About this task:
Tally up the lines below containing the string "crate", then write the number alone.

-- Raw data follows --

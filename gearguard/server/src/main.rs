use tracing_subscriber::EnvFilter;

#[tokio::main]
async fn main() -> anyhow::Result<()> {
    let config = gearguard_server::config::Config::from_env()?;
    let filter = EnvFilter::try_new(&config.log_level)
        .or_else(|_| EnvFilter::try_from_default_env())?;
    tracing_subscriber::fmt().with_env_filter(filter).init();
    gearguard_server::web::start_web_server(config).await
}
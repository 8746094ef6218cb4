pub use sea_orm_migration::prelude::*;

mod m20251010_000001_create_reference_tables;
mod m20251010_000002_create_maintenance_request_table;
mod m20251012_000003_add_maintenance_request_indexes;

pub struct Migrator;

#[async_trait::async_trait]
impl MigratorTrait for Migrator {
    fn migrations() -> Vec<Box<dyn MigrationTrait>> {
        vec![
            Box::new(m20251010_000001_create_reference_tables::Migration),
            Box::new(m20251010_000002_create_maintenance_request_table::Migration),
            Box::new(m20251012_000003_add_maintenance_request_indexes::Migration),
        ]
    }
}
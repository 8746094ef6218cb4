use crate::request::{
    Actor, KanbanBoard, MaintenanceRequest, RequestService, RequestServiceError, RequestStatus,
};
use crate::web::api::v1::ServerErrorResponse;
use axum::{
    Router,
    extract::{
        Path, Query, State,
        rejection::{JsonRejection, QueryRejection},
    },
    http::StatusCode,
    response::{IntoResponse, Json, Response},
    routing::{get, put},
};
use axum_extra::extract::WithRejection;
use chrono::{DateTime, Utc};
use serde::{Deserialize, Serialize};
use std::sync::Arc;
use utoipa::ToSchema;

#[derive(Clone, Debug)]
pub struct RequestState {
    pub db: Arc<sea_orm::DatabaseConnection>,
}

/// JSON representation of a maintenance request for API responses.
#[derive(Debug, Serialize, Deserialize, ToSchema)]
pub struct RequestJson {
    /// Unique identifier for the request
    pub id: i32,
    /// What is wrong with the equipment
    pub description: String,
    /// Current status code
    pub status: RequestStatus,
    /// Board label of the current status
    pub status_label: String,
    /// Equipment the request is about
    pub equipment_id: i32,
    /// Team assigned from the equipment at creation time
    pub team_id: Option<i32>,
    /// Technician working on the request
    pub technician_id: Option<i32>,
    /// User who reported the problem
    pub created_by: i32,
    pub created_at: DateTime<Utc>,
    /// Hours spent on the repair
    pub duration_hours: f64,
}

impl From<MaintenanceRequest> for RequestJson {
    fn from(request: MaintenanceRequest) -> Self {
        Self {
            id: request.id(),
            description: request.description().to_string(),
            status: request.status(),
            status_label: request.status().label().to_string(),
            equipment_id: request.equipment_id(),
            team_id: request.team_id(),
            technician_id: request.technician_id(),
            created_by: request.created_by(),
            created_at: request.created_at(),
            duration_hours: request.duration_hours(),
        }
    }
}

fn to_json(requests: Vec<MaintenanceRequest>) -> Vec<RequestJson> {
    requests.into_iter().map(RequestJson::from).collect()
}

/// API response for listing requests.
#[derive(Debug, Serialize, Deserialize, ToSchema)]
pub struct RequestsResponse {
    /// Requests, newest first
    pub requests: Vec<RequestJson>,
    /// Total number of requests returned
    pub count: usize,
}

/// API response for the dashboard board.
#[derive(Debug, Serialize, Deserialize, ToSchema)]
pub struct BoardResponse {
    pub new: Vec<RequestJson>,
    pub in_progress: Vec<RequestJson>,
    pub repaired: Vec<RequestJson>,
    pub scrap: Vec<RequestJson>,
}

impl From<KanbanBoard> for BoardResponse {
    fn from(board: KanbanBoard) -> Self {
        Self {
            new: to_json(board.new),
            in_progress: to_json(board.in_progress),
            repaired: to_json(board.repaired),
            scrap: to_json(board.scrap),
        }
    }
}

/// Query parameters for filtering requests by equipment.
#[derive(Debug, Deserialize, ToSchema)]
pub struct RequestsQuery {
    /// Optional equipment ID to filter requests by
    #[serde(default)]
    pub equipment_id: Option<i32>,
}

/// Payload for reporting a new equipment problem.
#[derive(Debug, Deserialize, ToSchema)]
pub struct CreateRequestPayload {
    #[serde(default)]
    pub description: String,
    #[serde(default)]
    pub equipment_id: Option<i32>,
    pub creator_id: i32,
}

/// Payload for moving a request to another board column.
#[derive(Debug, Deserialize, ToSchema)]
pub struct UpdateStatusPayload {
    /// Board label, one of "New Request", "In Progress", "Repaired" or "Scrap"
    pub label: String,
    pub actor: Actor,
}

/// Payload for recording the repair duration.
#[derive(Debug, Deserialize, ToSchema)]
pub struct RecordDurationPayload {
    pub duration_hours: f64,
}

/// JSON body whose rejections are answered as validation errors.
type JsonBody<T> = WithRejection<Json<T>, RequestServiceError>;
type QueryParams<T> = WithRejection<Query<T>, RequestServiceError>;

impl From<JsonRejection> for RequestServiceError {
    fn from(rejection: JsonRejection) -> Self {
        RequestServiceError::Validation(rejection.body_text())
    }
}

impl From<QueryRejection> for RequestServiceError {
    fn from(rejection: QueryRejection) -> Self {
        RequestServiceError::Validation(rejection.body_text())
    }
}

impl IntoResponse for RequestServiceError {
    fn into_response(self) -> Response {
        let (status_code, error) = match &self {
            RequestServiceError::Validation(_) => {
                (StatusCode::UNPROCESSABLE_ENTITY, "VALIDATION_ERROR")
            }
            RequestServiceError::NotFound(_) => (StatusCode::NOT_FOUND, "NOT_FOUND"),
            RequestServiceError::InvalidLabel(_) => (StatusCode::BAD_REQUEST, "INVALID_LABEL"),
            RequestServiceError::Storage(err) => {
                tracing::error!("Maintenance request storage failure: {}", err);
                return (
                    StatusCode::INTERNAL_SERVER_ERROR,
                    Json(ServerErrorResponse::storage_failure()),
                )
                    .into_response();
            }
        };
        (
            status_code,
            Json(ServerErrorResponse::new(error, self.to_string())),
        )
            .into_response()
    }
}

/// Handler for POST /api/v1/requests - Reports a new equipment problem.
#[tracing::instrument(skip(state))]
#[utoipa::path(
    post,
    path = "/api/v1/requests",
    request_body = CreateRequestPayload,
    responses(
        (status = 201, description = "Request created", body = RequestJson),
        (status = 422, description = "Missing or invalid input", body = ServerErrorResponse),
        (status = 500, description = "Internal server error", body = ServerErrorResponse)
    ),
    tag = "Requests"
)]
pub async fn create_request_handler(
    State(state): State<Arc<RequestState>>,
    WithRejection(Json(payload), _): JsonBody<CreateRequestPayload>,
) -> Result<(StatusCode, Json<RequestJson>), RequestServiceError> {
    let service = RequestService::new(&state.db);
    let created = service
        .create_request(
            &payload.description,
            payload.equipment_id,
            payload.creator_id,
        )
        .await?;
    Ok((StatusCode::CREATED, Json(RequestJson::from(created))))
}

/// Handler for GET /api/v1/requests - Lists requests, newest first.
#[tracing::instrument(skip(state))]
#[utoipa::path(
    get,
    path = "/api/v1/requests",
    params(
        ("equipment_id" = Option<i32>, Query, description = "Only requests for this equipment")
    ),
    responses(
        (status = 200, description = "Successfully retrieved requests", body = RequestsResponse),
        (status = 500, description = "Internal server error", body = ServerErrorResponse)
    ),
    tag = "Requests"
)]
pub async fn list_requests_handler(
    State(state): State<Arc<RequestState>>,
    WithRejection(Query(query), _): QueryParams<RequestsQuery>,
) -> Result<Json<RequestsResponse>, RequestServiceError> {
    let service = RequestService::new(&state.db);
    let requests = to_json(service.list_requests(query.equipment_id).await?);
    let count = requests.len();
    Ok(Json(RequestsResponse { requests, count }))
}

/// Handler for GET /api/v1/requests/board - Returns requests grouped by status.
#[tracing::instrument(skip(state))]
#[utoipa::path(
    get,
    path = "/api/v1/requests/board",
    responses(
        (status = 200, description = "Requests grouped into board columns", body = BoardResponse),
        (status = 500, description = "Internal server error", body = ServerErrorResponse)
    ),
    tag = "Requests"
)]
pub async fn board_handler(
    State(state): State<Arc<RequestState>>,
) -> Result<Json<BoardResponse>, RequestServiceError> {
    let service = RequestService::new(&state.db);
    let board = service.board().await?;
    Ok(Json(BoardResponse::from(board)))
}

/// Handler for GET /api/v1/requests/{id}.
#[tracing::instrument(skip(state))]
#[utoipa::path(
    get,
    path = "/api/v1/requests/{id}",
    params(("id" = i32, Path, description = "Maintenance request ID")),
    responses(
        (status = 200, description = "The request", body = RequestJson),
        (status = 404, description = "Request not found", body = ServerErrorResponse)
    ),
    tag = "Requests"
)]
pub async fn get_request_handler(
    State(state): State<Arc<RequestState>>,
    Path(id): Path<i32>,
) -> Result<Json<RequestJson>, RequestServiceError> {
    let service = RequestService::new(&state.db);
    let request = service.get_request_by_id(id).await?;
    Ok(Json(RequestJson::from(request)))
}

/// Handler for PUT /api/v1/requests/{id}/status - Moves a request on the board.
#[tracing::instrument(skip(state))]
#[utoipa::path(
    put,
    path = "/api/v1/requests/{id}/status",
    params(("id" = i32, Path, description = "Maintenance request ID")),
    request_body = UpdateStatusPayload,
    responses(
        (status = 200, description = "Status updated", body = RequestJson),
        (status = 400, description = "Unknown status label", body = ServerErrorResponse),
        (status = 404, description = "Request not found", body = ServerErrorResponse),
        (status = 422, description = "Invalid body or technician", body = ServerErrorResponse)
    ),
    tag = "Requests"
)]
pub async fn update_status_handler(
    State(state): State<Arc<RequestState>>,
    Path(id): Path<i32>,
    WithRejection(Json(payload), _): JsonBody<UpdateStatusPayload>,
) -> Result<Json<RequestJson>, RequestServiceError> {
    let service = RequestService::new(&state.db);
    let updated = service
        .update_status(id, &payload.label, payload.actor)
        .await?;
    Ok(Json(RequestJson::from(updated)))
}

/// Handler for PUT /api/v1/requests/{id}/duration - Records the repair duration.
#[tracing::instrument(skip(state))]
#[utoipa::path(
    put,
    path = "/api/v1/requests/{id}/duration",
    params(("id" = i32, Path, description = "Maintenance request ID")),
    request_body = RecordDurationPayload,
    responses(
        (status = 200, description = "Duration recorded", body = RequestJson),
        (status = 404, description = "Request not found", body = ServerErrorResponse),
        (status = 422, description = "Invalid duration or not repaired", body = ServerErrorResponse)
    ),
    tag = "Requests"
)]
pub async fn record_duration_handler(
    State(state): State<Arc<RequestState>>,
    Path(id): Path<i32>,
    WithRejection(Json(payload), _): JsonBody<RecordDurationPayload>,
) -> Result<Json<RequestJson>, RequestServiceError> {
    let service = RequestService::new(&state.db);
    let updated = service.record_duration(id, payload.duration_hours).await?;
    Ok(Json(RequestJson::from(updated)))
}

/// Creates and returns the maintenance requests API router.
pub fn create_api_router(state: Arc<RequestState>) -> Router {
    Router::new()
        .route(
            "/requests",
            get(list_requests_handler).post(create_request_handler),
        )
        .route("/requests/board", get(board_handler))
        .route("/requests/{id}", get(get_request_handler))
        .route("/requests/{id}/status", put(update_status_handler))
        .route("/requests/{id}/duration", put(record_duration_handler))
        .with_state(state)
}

-- Raw data concluded --

The answer:
2